Material provided =
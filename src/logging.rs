//! Logging setup
//!
//! `RUST_LOG` wins when set; otherwise the configured level applies to this
//! crate. `format = "json"` switches to structured output. Both formats write
//! to stderr so stdout stays reserved for command output.

use std::io;
use tracing_subscriber::fmt::format::{DefaultFields, Format, Full, Json, JsonFields};
use tracing_subscriber::{fmt, layer::SubscriberExt, util::SubscriberInitExt, EnvFilter};

use crate::config::LoggingConfig;

type LogWriter = fn() -> io::Stderr;

/// Install the global tracing subscriber
pub fn init(config: &LoggingConfig) {
    let filter = EnvFilter::try_from_default_env()
        .unwrap_or_else(|_| EnvFilter::new(default_directive(&config.level)));

    let registry = tracing_subscriber::registry().with(filter);

    let result = if config.format.eq_ignore_ascii_case("json") {
        registry.with(json_layer()).try_init()
    } else {
        registry.with(pretty_layer()).try_init()
    };

    if let Err(e) = result {
        eprintln!("Logging already initialized: {}", e);
    }
}

fn json_layer<S>() -> fmt::Layer<S, JsonFields, Format<Json>, LogWriter> {
    fmt::layer().json().with_writer(io::stderr as LogWriter)
}

fn pretty_layer<S>() -> fmt::Layer<S, DefaultFields, Format<Full>, LogWriter> {
    fmt::layer().with_writer(io::stderr as LogWriter)
}

fn default_directive(level: &str) -> String {
    format!("craftsense={}", level)
}

#[cfg(test)]
mod tests {
    use super::*;
    use tracing_subscriber::Registry;

    #[test]
    fn test_default_directive() {
        assert_eq!(default_directive("debug"), "craftsense=debug");
    }

    #[test]
    fn test_both_formats_log_to_stderr() {
        let subscriber = tracing_subscriber::registry().with(json_layer::<Registry>());
        tracing::subscriber::with_default(subscriber, || {
            tracing::info!(rows = 8, "Generated dashboard data");
        });

        let subscriber = tracing_subscriber::registry().with(pretty_layer::<Registry>());
        tracing::subscriber::with_default(subscriber, || {
            tracing::info!(rows = 8, "Generated dashboard data");
        });
    }

    #[test]
    fn test_init_twice_does_not_panic() {
        let config = LoggingConfig::default();
        init(&config);
        init(&config);
    }
}
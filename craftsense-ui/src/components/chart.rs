//! Chart Components
//!
//! Revenue, regional and product charts drawn on HTML5 Canvas from the
//! datasets the dashboard core prepares.

use leptos::*;
use std::f64::consts::FRAC_PI_2;
use wasm_bindgen::JsCast;
use web_sys::{CanvasRenderingContext2d, HtmlCanvasElement};

use craftsense::dashboard::{nice_ceiling, BarChart, LineSeries, PieChart};

const GRID_COLOR: &str = "#e5e7eb"; // gray-200
const LABEL_COLOR: &str = "#6b7280"; // gray-500
const BACKGROUND: &str = "#ffffff";

/// Plot area inside the canvas
#[derive(Debug, Clone, Copy, PartialEq)]
struct Plot {
    left: f64,
    top: f64,
    width: f64,
    height: f64,
}

impl Plot {
    fn new(canvas_width: f64, canvas_height: f64) -> Self {
        let (margin_left, margin_right, margin_top, margin_bottom) = (60.0, 20.0, 20.0, 40.0);
        Self {
            left: margin_left,
            top: margin_top,
            width: (canvas_width - margin_left - margin_right).max(0.0),
            height: (canvas_height - margin_top - margin_bottom).max(0.0),
        }
    }

    /// Canvas y for `value` on an axis running from 0 to `ceiling`
    fn y(&self, value: f64, ceiling: f64) -> f64 {
        self.top + (1.0 - value / ceiling) * self.height
    }

    /// Center x of slot `index` out of `count` equal slots
    fn slot_x(&self, index: usize, count: usize) -> f64 {
        let slot = self.width / count.max(1) as f64;
        self.left + slot * (index as f64 + 0.5)
    }

    fn bottom(&self) -> f64 {
        self.top + self.height
    }
}

/// Revenue trend line chart
#[component]
pub fn LineChartView(series: LineSeries) -> impl IntoView {
    let canvas_ref = create_node_ref::<html::Canvas>();

    create_effect(move |_| {
        if let Some(canvas) = canvas_ref.get() {
            draw_line_chart(&canvas, &series);
        }
    });

    view! {
        <canvas node_ref=canvas_ref width="800" height="320" class="w-full h-64 rounded-lg" />
    }
}

/// Regional distribution pie chart
#[component]
pub fn PieChartView(chart: PieChart) -> impl IntoView {
    let canvas_ref = create_node_ref::<html::Canvas>();
    let legend = chart.slices.clone();

    create_effect(move |_| {
        if let Some(canvas) = canvas_ref.get() {
            draw_pie_chart(&canvas, &chart);
        }
    });

    view! {
        <div>
            <canvas node_ref=canvas_ref width="400" height="320" class="w-full h-64 rounded-lg" />
            <div class="flex justify-center flex-wrap gap-4 mt-4">
                {legend.into_iter().map(|slice| view! {
                    <LegendEntry color=slice.color label=slice.label() />
                }).collect_view()}
            </div>
        </div>
    }
}

/// Product performance grouped bar chart
#[component]
pub fn BarChartView(chart: BarChart) -> impl IntoView {
    let canvas_ref = create_node_ref::<html::Canvas>();
    let legend = chart.series.clone();

    create_effect(move |_| {
        if let Some(canvas) = canvas_ref.get() {
            draw_bar_chart(&canvas, &chart);
        }
    });

    view! {
        <div>
            <canvas node_ref=canvas_ref width="800" height="320" class="w-full h-64 rounded-lg" />
            <div class="flex justify-center flex-wrap gap-4 mt-4">
                {legend.into_iter().map(|series| view! {
                    <LegendEntry color=series.color label=series.name.to_string() />
                }).collect_view()}
            </div>
        </div>
    }
}

#[component]
fn LegendEntry(color: &'static str, #[prop(into)] label: String) -> impl IntoView {
    view! {
        <div class="flex items-center space-x-2">
            <div class="w-3 h-3 rounded-full" style=format!("background-color: {}", color) />
            <span class="text-sm text-gray-600 capitalize">{label}</span>
        </div>
    }
}

fn context_2d(canvas: &HtmlCanvasElement) -> Option<CanvasRenderingContext2d> {
    canvas
        .get_context("2d")
        .ok()
        .flatten()
        .and_then(|ctx| ctx.dyn_into::<CanvasRenderingContext2d>().ok())
}

fn clear(ctx: &CanvasRenderingContext2d, width: f64, height: f64) {
    ctx.set_fill_style(&BACKGROUND.into());
    ctx.fill_rect(0.0, 0.0, width, height);
}

/// Horizontal grid lines with y-axis labels
fn draw_grid(ctx: &CanvasRenderingContext2d, plot: &Plot, ceiling: f64, canvas_width: f64) {
    ctx.set_stroke_style(&GRID_COLOR.into());
    ctx.set_line_width(1.0);
    ctx.set_fill_style(&LABEL_COLOR.into());
    ctx.set_font("12px sans-serif");

    for i in 0..=5 {
        let value = ceiling * f64::from(5 - i) / 5.0;
        let y = plot.y(value, ceiling);
        ctx.begin_path();
        ctx.move_to(plot.left, y);
        ctx.line_to(canvas_width - 20.0, y);
        ctx.stroke();

        let _ = ctx.fill_text(&format!("{:.0}", value), 5.0, y + 4.0);
    }
}

fn draw_empty(ctx: &CanvasRenderingContext2d, width: f64, height: f64) {
    ctx.set_fill_style(&LABEL_COLOR.into());
    ctx.set_font("16px sans-serif");
    let _ = ctx.fill_text("No data", width / 2.0 - 30.0, height / 2.0);
}

fn draw_line_chart(canvas: &HtmlCanvasElement, series: &LineSeries) {
    let Some(ctx) = context_2d(canvas) else {
        return;
    };

    let width = f64::from(canvas.width());
    let height = f64::from(canvas.height());
    clear(&ctx, width, height);

    let Some((_, max)) = series.bounds() else {
        draw_empty(&ctx, width, height);
        return;
    };

    let plot = Plot::new(width, height);
    let ceiling = nice_ceiling(max);
    draw_grid(&ctx, &plot, ceiling, width);

    let count = series.points.len();
    let points: Vec<(f64, f64)> = series
        .points
        .iter()
        .enumerate()
        .map(|(i, p)| (plot.slot_x(i, count), plot.y(p.value, ceiling)))
        .collect();

    ctx.set_stroke_style(&series.color.into());
    ctx.set_line_width(2.0);
    ctx.begin_path();
    for (i, (x, y)) in points.iter().enumerate() {
        if i == 0 {
            ctx.move_to(*x, *y);
        } else {
            ctx.line_to(*x, *y);
        }
    }
    ctx.stroke();

    ctx.set_fill_style(&series.color.into());
    for (x, y) in &points {
        ctx.begin_path();
        let _ = ctx.arc(*x, *y, 3.0, 0.0, std::f64::consts::TAU);
        ctx.fill();
    }

    // Month labels
    ctx.set_fill_style(&LABEL_COLOR.into());
    ctx.set_font("12px sans-serif");
    for (point, (x, _)) in series.points.iter().zip(&points) {
        let _ = ctx.fill_text(&point.label, x - 12.0, height - 10.0);
    }
}

fn draw_pie_chart(canvas: &HtmlCanvasElement, chart: &PieChart) {
    let Some(ctx) = context_2d(canvas) else {
        return;
    };

    let width = f64::from(canvas.width());
    let height = f64::from(canvas.height());
    clear(&ctx, width, height);

    if chart.slices.iter().all(|s| s.sweep == 0.0) {
        draw_empty(&ctx, width, height);
        return;
    }

    let (cx, cy) = (width / 2.0, height / 2.0);
    let radius = width.min(height) / 2.0 - 10.0;

    for slice in &chart.slices {
        // Slice angles start at 12 o'clock; canvas angles start at 3 o'clock
        let start = slice.start_angle - FRAC_PI_2;
        ctx.set_fill_style(&slice.color.into());
        ctx.begin_path();
        ctx.move_to(cx, cy);
        let _ = ctx.arc(cx, cy, radius, start, start + slice.sweep);
        ctx.close_path();
        ctx.fill();
    }

    ctx.set_fill_style(&BACKGROUND.into());
    ctx.set_font("bold 12px sans-serif");
    for slice in chart.slices.iter().filter(|s| s.sweep > 0.3) {
        let angle = slice.mid_angle() - FRAC_PI_2;
        let x = cx + angle.cos() * radius * 0.65;
        let y = cy + angle.sin() * radius * 0.65;
        let _ = ctx.fill_text(&format!("{}%", slice.value), x - 10.0, y + 4.0);
    }
}

fn draw_bar_chart(canvas: &HtmlCanvasElement, chart: &BarChart) {
    let Some(ctx) = context_2d(canvas) else {
        return;
    };

    let width = f64::from(canvas.width());
    let height = f64::from(canvas.height());
    clear(&ctx, width, height);

    if chart.groups.is_empty() {
        draw_empty(&ctx, width, height);
        return;
    }

    let plot = Plot::new(width, height);
    let ceiling = nice_ceiling(chart.max_value());
    draw_grid(&ctx, &plot, ceiling, width);

    let groups = chart.groups.len();
    let series = chart.series.len().max(1);
    let slot = plot.width / groups as f64;
    let bar_width = slot * 0.8 / series as f64;

    for (g, group) in chart.groups.iter().enumerate() {
        let group_left = plot.slot_x(g, groups) - slot * 0.4;

        for (s, value) in group.values.iter().enumerate() {
            let color = chart.series.get(s).map(|series| series.color).unwrap_or(LABEL_COLOR);
            let top = plot.y(*value, ceiling);
            ctx.set_fill_style(&color.into());
            ctx.fill_rect(group_left + bar_width * s as f64, top, bar_width - 2.0, plot.bottom() - top);
        }

        ctx.set_fill_style(&LABEL_COLOR.into());
        ctx.set_font("11px sans-serif");
        let label: String = group.label.chars().take(14).collect();
        let _ = ctx.fill_text(&label, group_left, height - 10.0);
    }
}

#[cfg(test)]
mod tests {
    use super::*;

    #[test]
    fn test_plot_scaling() {
        let plot = Plot::new(800.0, 320.0);
        assert_eq!(plot.width, 720.0);
        assert_eq!(plot.height, 260.0);
        assert_eq!(plot.y(0.0, 100.0), plot.bottom());
        assert_eq!(plot.y(100.0, 100.0), plot.top);
    }

    #[test]
    fn test_slots_are_centered() {
        let plot = Plot::new(800.0, 320.0);
        assert_eq!(plot.slot_x(0, 2), 60.0 + 180.0);
        assert_eq!(plot.slot_x(1, 2), 60.0 + 540.0);
    }

    #[test]
    fn test_tiny_canvas_does_not_go_negative() {
        let plot = Plot::new(10.0, 10.0);
        assert_eq!(plot.width, 0.0);
        assert_eq!(plot.height, 0.0);
    }
}
//! Workshops Page
//!
//! Workshop creation form beside the table of generated workshops.

use leptos::*;

use crate::components::{WorkshopFormView, WorkshopTable};

/// Workshops tab
#[component]
pub fn Workshops() -> impl IntoView {
    view! {
        <div class="grid grid-cols-1 lg:grid-cols-3 gap-6">
            <section class="bg-white rounded-xl p-6 shadow-sm">
                <h2 class="text-lg font-semibold text-gray-900 mb-4">"Create Workshop"</h2>
                <WorkshopFormView />
            </section>

            <section class="lg:col-span-2 bg-white rounded-xl p-6 shadow-sm">
                <h2 class="text-lg font-semibold text-gray-900 mb-4">"Current Workshops"</h2>
                <WorkshopTable />
            </section>
        </div>
    }
}
//! CraftSense CLI
//!
//! Terminal rendering of the admin dashboard:
//! - Overview stat cards and chart data
//! - Workshop table
//! - Raw dataset as JSON
//! - Workshop form submission

use clap::{Parser, Subcommand};
use std::path::PathBuf;
use std::sync::Arc;

use craftsense::config::{generate_default_config, Config};
use craftsense::dashboard::{Dashboard, Tab, COLUMNS, TITLE};
use craftsense::data::MockGenerator;
use craftsense::form::{FormField, FormSession, LoggingSink, NotificationKind, WorkshopForm};

#[derive(Parser)]
#[command(name = "craftsense")]
#[command(version = env!("CARGO_PKG_VERSION"))]
#[command(about = "Admin dashboard for an artisan marketplace")]
pub struct Cli {
    #[command(subcommand)]
    pub command: Commands,

    /// Seed for reproducible mock data
    #[arg(long, global = true)]
    pub seed: Option<u64>,

    /// Config file path
    #[arg(short, long, global = true)]
    pub config: Option<PathBuf>,
}

#[derive(Subcommand)]
pub enum Commands {
    /// Show stat cards and chart data
    Overview,

    /// List current workshops
    Workshops,

    /// Print the generated dataset as JSON
    Generate,

    /// Submit a workshop through the form
    Submit {
        #[arg(long)]
        title: String,
        #[arg(long)]
        category: String,
        #[arg(long)]
        summary: String,
        #[arg(long)]
        instructor: String,
        /// Paid workshop
        #[arg(long)]
        paid: bool,
        /// Price in dollars (only kept for paid workshops)
        #[arg(long, default_value = "0")]
        price: u32,
        #[arg(long)]
        live_link: Option<String>,
        #[arg(long)]
        video_url: Option<String>,
    },

    /// Generate default config file
    Config {
        /// Output path (default: stdout)
        #[arg(short, long)]
        output: Option<PathBuf>,
    },
}

#[tokio::main]
async fn main() -> Result<(), Box<dyn std::error::Error>> {
    let cli = Cli::parse();

    let mut config = match &cli.config {
        Some(path) => Config::load_with_env(path)?,
        None => Config::load_default(),
    };
    if cli.seed.is_some() {
        config.mock.seed = cli.seed;
    }

    craftsense::logging::init(&config.logging);

    match cli.command {
        Commands::Overview => {
            let dashboard = load_dashboard(&config);
            print_overview(&dashboard);
        }

        Commands::Workshops => {
            let mut dashboard = load_dashboard(&config);
            dashboard.select(Tab::Workshops);
            print_workshops(&dashboard);
        }

        Commands::Generate => {
            let dashboard = load_dashboard(&config);
            println!("{}", serde_json::to_string_pretty(dashboard.data().as_ref())?);
        }

        Commands::Submit {
            title,
            category,
            summary,
            instructor,
            paid,
            price,
            live_link,
            video_url,
        } => {
            let (mut session, mut toasts) = FormSession::new(
                WorkshopForm::new(),
                Arc::new(LoggingSink),
                config.form.submit_delay(),
            );

            session
                .edit(|form| {
                    form.set_field(FormField::Title, title);
                    form.set_field(FormField::Category, category);
                    form.set_field(FormField::Summary, summary);
                    form.set_field(FormField::Instructor, instructor);
                    form.set_field(FormField::LiveSessionLink, live_link.unwrap_or_default());
                    form.set_field(FormField::VideoUrl, video_url.unwrap_or_default());
                    form.set_paid(paid);
                    form.set_price(price);
                })
                .await;

            session.submit().await?;

            while let Some(toast) = toasts.recv().await {
                match toast.kind {
                    NotificationKind::Loading => println!("… {}", toast.message),
                    NotificationKind::Success => {
                        println!("✓ {}", toast.message);
                        break;
                    }
                }
            }
        }

        Commands::Config { output } => {
            let content = generate_default_config();
            match output {
                Some(path) => {
                    std::fs::write(&path, content)?;
                    println!("Config written to {}", path.display());
                }
                None => print!("{}", content),
            }
        }
    }

    Ok(())
}

fn load_dashboard(config: &Config) -> Dashboard {
    let data = MockGenerator::with_seed(config.mock.seed).generate(&config.mock, chrono::Utc::now());
    Dashboard::new(Arc::new(data))
}

fn print_overview(dashboard: &Dashboard) {
    println!("{}", TITLE);
    println!();

    for card in dashboard.stat_cards() {
        let trend = card.visible_trend().map(|t| t.label()).unwrap_or_default();
        println!(
            "{} {:<24} {:>12}  {}",
            card.icon.glyph(),
            card.label,
            card.target.display(),
            trend
        );
    }

    let revenue = dashboard.revenue_chart();
    println!();
    println!("{}", revenue.title);
    println!("{}", "-".repeat(20));
    for point in &revenue.points {
        println!("{:<6} | {:>10.0}", point.label, point.value);
    }

    let regions = dashboard.regional_chart();
    println!();
    println!("{}", regions.title);
    println!("{}", "-".repeat(20));
    for slice in &regions.slices {
        println!("{}", slice.label());
    }

    let products = dashboard.product_chart();
    println!();
    println!("{}", products.title);
    println!("{:<24} | {:>8} | {:>10}", "Product", "Sales", "Revenue");
    println!("{}", "-".repeat(48));
    for group in &products.groups {
        println!(
            "{:<24} | {:>8.0} | {:>10.0}",
            group.label, group.values[0], group.values[1]
        );
    }
}

fn print_workshops(dashboard: &Dashboard) {
    println!("Current Workshops");
    println!();
    println!(
        "{:<32} | {:<18} | {:<16} | {:>11} | {:>6} | {}",
        COLUMNS[0], COLUMNS[1], COLUMNS[2], COLUMNS[3], COLUMNS[4], COLUMNS[5]
    );
    println!("{}", "-".repeat(102));

    for row in dashboard.workshop_rows() {
        println!(
            "{:<32} | {:<18} | {:<16} | {:>11} | {:>6} | {}",
            row.title,
            row.instructor,
            row.category,
            row.enrollments,
            row.rating,
            row.status.label()
        );
        println!(
            "{:<32} | {:<18} | {:<16} | {:>11} |",
            row.completion, "", "", row.reviews
        );
    }
}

Assignment =
Go through the data above and return each line containing the string "crate".

Task output =
//! crate. `format = "json"` switches to structured output. Both formats write
use crate::config::LoggingConfig;
use crate::components::{WorkshopFormView, WorkshopTable};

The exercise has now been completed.